После этих слов женщина снова начала испытывать те странные душевные движения, что мучали её в последнее время. Сердце вдруг почему-то кольнуло.
«Не отвергайте меня». Она всматривалась в бездонную глубину его глаз, пытаясь отыскать в них ответы на волновавшие её вопросы. Она вскрикнула.
-Гена! Его звали Гена…
Он всё понял. Этот крик принёс радостную весть: возвращалась память. Сквозь тьму забвения прорезался едва различимый луч света.
Имя твое — птица в руке,
Имя твое — льдинка на языке,
Одно единственное движенье губ…
***
Я вспомнила его имя. Но что такое — имя? Будто бы в Москве так мало мужчин с именем Геннадий! Кривицкий…
Геннадий Ильич. Нет, слишком странно. Он, конечно, хорош, но разве это может быть он? Я беспрестанно мучила память, моля о том, чтобы она пролила свет на новые детали.
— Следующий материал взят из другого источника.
//! Application-facing extension points.
//!
//! Two typed callback registries replace ambient hook dispatch: `auth`
//! handlers may override token resolution per operation, `error` handlers
//! observe every GraphQL/network error seen by the error link.

use std::sync::Arc;

use parking_lot::RwLock;

use crate::error::GraphqlError;

/// Payload handed to auth handlers before every header resolution.
#[derive(Debug)]
pub struct AuthEvent<'a> {
    /// Client name the operation targets.
    pub client: &'a str,
    token: Option<String>,
}

impl AuthEvent<'_> {
    /// Short-circuit storage lookup with an explicit token.
    pub fn set_token(&mut self, token: impl Into<String>) {
        self.token = Some(token.into());
    }

    /// Token set so far (by an earlier handler).
    #[must_use]
    pub fn token(&self) -> Option<&str> {
        self.token.as_deref()
    }
}

/// Structured error handed to error handlers.
#[derive(Debug, Clone)]
pub struct ErrorEvent {
    /// Client name the operation targeted.
    pub client: String,
    /// Operation name, when the request carried one.
    pub operation_name: Option<String>,
    /// GraphQL errors returned by the server.
    pub graphql_errors: Vec<GraphqlError>,
    /// Network-level failure, when the request never produced a response.
    pub network_error: Option<String>,
}

type AuthHandler = dyn Fn(&mut AuthEvent<'_>) + Send + Sync;
type ErrorHandler = dyn Fn(&ErrorEvent) + Send + Sync;

/// Callback registries, injected at registry-construction time.
#[derive(Default)]
pub struct Hooks {
    auth: RwLock<Vec<Arc<AuthHandler>>>,
    error: RwLock<Vec<Arc<ErrorHandler>>>,
}

impl Hooks {
    /// Create an empty registry.
    #[must_use]
    pub fn new() -> Self {
        Self::default()
    }

    /// Register an auth handler.
    pub fn on_auth(&self, handler: impl Fn(&mut AuthEvent<'_>) + Send + Sync + 'static) {
        self.auth.write().push(Arc::new(handler));
    }

    /// Register an error handler.
    pub fn on_error(&self, handler: impl Fn(&ErrorEvent) + Send + Sync + 'static) {
        self.error.write().push(Arc::new(handler));
    }

    /// Run auth handlers for a client; the first non-empty token wins.
    #[must_use]
    pub fn auth_override(&self, client: &str) -> Option<String> {
        let handlers: Vec<_> = self.auth.read().iter().cloned().collect();
        let mut event = AuthEvent {
            client,
            token: None,
        };
        for handler in handlers {
            handler(&mut event);
            if event.token.as_deref().is_some_and(|t| !t.is_empty()) {
                break;
            }
        }
        event.token.filter(|t| !t.is_empty())
    }

    /// Forward an error to every registered handler.
    pub fn emit_error(&self, event: &ErrorEvent) {
        let handlers: Vec<_> = self.error.read().iter().cloned().collect();
        for handler in handlers {
            handler(event);
        }
    }
}

impl std::fmt::Debug for Hooks {
    fn fmt(&self, f: &mut std::fmt::Formatter<'_>) -> std::fmt::Result {
        f.debug_struct("Hooks")
            .field("auth_handlers", &self.auth.read().len())
            .field("error_handlers", &self.error.read().len())
            .finish()
    }
}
То, что Кривицкий передал мне от лица Склифа, вправду помогало справляться с домашними делами. Мне стало немного проще. Я пыталась усмирить свой пыл и всё же попробовать дать ему шанс. Временами мы вместе гуляли, разговаривали. Оказывается, что у нас много общего… Его рассказы о медицине находили во мне отклик, будто бы я всё это уже знала. Мысли о загадке прошлого не давали мне покоя. Порой я налегала на таблетки — только так можно было убежать от реальности. Они спасали меня. Ощущая горечь белого твёрдого круга на языке, ты закрываешь глаза, разум мутнеет, всё плывет и теряет свою значимость. Только так можно отключить уставшее сознание, оно теряет равновесие, жизнь налаживается, всё вдруг становится так просто, как дважды два. Не нужны ноги — вырастают крылья. И ты летишь, летишь… хочется исчезнуть, провалиться, раствориться. Безмолвно, бесшумно, легко. Быть
себе в тягость невыносимо. В один из таких моментов явился он.
На полу, у дивана, лежал пустой блистер. Рядом — зловещая белая пачка.
— Ира! Ты обалдела?! Ты обалдела совсем?! Ну-ка, выплюнь! Выплюнь, выплюнь, я сказал! Нельзя их принимать так много! Где у тебя ещё? Ты не инвалид. Ты дура! Просто набитая дура! Ира! Я хочу, чтобы ты
выздоровела и
жила, понимаешь, жила, нормальной полноценной жизнью…
жила! Ир, пожалуйста…
мы справимся, мы обязательно справимся. Надо только набраться терпения. Ну, пожалуйста. Я понимаю тебя как никто, глупенькая, я же… Егорова…
«Егорова» — эхом пронеслось у неё в голове. «Егорова» — ударило молнией. Она вспомнила.